European Commission Hits Temu With a €200 Million Fine

The European Commission fined Chinese ecommerce platform Temu €200 million on Thursday for failing to adequately address the risk of illegal products being sold on its marketplace. The penalty comes under the Digital Services Act, which requires large online platforms operating in the EU to assess and actively mitigate systemic risks to consumers. Brussels concluded that Temu had not done enough to tackle what it called the “systemic risks of illegal products being offered on its platform and the resulting harm to consumers.”

Temu has until the end of August to submit an action plan to the Commission detailing how it will address those risks. If it fails to comply, the DSA allows the EU to impose fines of up to 6% of a company’s annual global revenue — a figure that would dwarf the current penalty given Temu’s rapid growth since entering the European market in 2023.

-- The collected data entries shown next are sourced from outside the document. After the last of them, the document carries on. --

//! The parameters every card has, with their bounds and defaults
use super::value::{Bounds, ParamKind, ParamValue};
use crate::calendar::{WeekStart, WeekdayLang};
use crate::color::Color;

pub const CARD_W: &str = "card-w";
pub const CARD_H: &str = "card-h";
pub const CARD_BG: &str = "card-bg";
pub const CARD_PAD: &str = "card-pad";
pub const CARD_MARGIN: &str = "card-margin";
pub const CARD_RADIUS: &str = "card-radius";
pub const SHADOW_A: &str = "shadow-a";
pub const SHADOW_BLUR: &str = "shadow-blur";
pub const SHADOW_Y: &str = "shadow-y";
pub const GRID_GAP: &str = "grid-gap";
pub const CELL_RADIUS: &str = "cell-radius";
pub const CELL_PAD_Y: &str = "cell-pad-y";
pub const TITLE_DISPLAY: &str = "title-display";
pub const TITLE_SIZE: &str = "title-size";
pub const TITLE_COLOR: &str = "title-color";
pub const WD_LANG: &str = "wd-lang";
pub const WD_SIZE: &str = "wd-size";
pub const WD_COLOR: &str = "wd-color";
pub const WD_WEEKEND_COLOR: &str = "wd-weekend-color";
pub const WD_LINE: &str = "wd-line";
pub const DT_SIZE: &str = "dt-size";
pub const DT_COLOR: &str = "dt-color";
pub const DT_WEEKEND_COLOR: &str = "dt-weekend-color";
pub const DT_LINE: &str = "dt-line";
pub const WEEK_START: &str = "week-start";

pub const TITLE_SHOWN: &str = "shown";
pub const TITLE_HIDDEN: &str = "hidden";
const TITLE_TOKENS: &[&str] = &[TITLE_SHOWN, TITLE_HIDDEN];

/// Everything needed to register one parameter
#[derive(Clone, Copy, Debug, PartialEq)]
pub struct ParamDef {
    pub name: &'static str,
    pub kind: ParamKind,
    pub bounds: Option<Bounds>,
    pub default: ParamValue,
    /// Changing this parameter changes the card scale
    pub affects_scale: bool,
    /// The effective value is multiplied by the card scale
    pub scaled: bool,
    /// While this parameter holds the given token, the listed parameters are
    /// inactive
    pub disables: Option<(&'static str, &'static [&'static str])>,
}

impl ParamDef {
    pub const fn length(name: &'static str, min: f64, max: f64, default: f64) -> ParamDef {
        ParamDef {
            name,
            kind: ParamKind::Length,
            bounds: Some(Bounds::new(min, max)),
            default: ParamValue::Number(default),
            affects_scale: false,
            scaled: true,
            disables: None,
        }
    }

    pub const fn scalar(name: &'static str, min: f64, max: f64, default: f64) -> ParamDef {
        ParamDef {
            name,
            kind: ParamKind::Scalar,
            bounds: Some(Bounds::new(min, max)),
            default: ParamValue::Number(default),
            affects_scale: false,
            scaled: false,
            disables: None,
        }
    }

    pub const fn color(name: &'static str, default: Color) -> ParamDef {
        ParamDef {
            name,
            kind: ParamKind::Color,
            bounds: None,
            default: ParamValue::Color(default),
            affects_scale: false,
            scaled: false,
            disables: None,
        }
    }

    pub const fn choice(
        name: &'static str,
        tokens: &'static [&'static str],
        default: &'static str,
    ) -> ParamDef {
        ParamDef {
            name,
            kind: ParamKind::Choice(tokens),
            bounds: None,
            default: ParamValue::Token(default),
            affects_scale: false,
            scaled: false,
            disables: None,
        }
    }

    /// Marks a length as defining the card size: it drives the scale and is
    /// not itself scaled
    pub const fn card_dimension(mut self) -> ParamDef {
        self.affects_scale = true;
        self.scaled = false;
        self
    }

    pub const fn disables(
        mut self,
        when: &'static str,
        targets: &'static [&'static str],
    ) -> ParamDef {
        self.disables = Some((when, targets));
        self
    }
}

pub const CATALOG: &[ParamDef] = &[
    ParamDef::length(CARD_W, 160.0, 1200.0, 320.0).card_dimension(),
    ParamDef::length(CARD_H, 160.0, 1200.0, 320.0).card_dimension(),
    ParamDef::color(CARD_BG, Color::WHITE),
    ParamDef::length(CARD_PAD, 0.0, 80.0, 18.0),
    ParamDef::length(CARD_MARGIN, 0.0, 80.0, 24.0),
    ParamDef::length(CARD_RADIUS, 0.0, 80.0, 20.0),
    ParamDef::scalar(SHADOW_A, 0.0, 1.0, 0.18),
    ParamDef::length(SHADOW_BLUR, 0.0, 64.0, 24.0),
    ParamDef::length(SHADOW_Y, -40.0, 40.0, 8.0),
    ParamDef::length(GRID_GAP, 0.0, 24.0, 4.0),
    ParamDef::length(CELL_RADIUS, 0.0, 40.0, 10.0),
    ParamDef::length(CELL_PAD_Y, 0.0, 24.0, 6.0),
    ParamDef::choice(TITLE_DISPLAY, TITLE_TOKENS, TITLE_SHOWN)
        .disables(TITLE_HIDDEN, &[TITLE_SIZE, TITLE_COLOR]),
    ParamDef::length(TITLE_SIZE, 8.0, 72.0, 22.0),
    ParamDef::color(TITLE_COLOR, Color::rgb(0x11, 0x11, 0x11)),
    ParamDef::choice(WD_LANG, WeekdayLang::TOKENS, "en"),
    ParamDef::length(WD_SIZE, 6.0, 48.0, 12.0),
    ParamDef::color(WD_COLOR, Color::rgb(0x11, 0x11, 0x10)),
    ParamDef::color(WD_WEEKEND_COLOR, Color::rgb(0x11, 0x11, 0x10)),
    ParamDef::scalar(WD_LINE, 0.8, 3.0, 1.6),
    ParamDef::length(DT_SIZE, 6.0, 64.0, 16.0),
    ParamDef::color(DT_COLOR, Color::rgb(0x79, 0x5a, 0x48)),
    ParamDef::color(DT_WEEKEND_COLOR, Color::rgb(0x6b, 0x2e, 0x2b)),
    ParamDef::scalar(DT_LINE, 0.8, 3.0, 1.4),
    ParamDef::choice(WEEK_START, WeekStart::TOKENS, "sunday"),
];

This is only the second DSA fine ever issued. The first was the €120 million penalty handed to Elon Musk’s X in December last year, which triggered fierce pushback from the Trump administration over claims that the EU was unfairly targeting American tech companies.

More Investigations Are Already Underway

The €200 million fine is not the full extent of Temu’s legal exposure in Europe. A separate EU investigation is ongoing into whether Temu has actually been selling illegal goods on its platform — products such as toys and electrical devices that fail to meet EU safety standards — rather than merely failing to guard against that risk. The distinction matters legally, but both investigations point in the same direction.

Temu’s rivals are under similar pressure. The EU has active investigations into Shein and AliExpress, and France has been pushing particularly hard for forceful action against Chinese online platforms selling what it describes as dangerous goods. Both Temu and Shein are also being investigated over reports that they sold childlike sex dolls on their marketplaces.

On the trade side, the EU is moving to close the duty loophole that has underpinned the entire business model of these platforms. Currently, the low value of individual orders means they are not subject to import duties. From July, the EU will introduce a flat customs charge of €3 per item on ecommerce parcels valued below €150 — a direct attempt to level the playing field with European retailers who pay full duties on imported goods.

Temu’s Entire Model Is Under Regulatory Assault Simultaneously

The timing and breadth of pressure on Temu is worth stepping back to appreciate. The platform is simultaneously facing a €200 million DSA fine, a separate investigation into actual illegal sales, a new customs duty that will raise the cost of every low-value parcel it ships, and ongoing scrutiny in its largest market over product safety. That is not a single regulatory problem — it is a coordinated effort by European institutions to fundamentally restructure the conditions under which Chinese ecommerce platforms can operate in the bloc.

The broader context is the same one running through the titanium dioxide case and the satellite sanctions story covered in this publication in recent weeks. Western governments are working through their institutions — competition regulators, trade authorities, sanctions bodies — to limit the extent to which heavily subsidised or state-adjacent Chinese enterprises can operate freely in their markets. The tools differ by sector, but the direction is consistent. For Temu specifically, the question is whether a business built on frictionless, duty-free, direct-from-warehouse delivery can survive in a European market that is actively and systematically removing the conditions that made it work.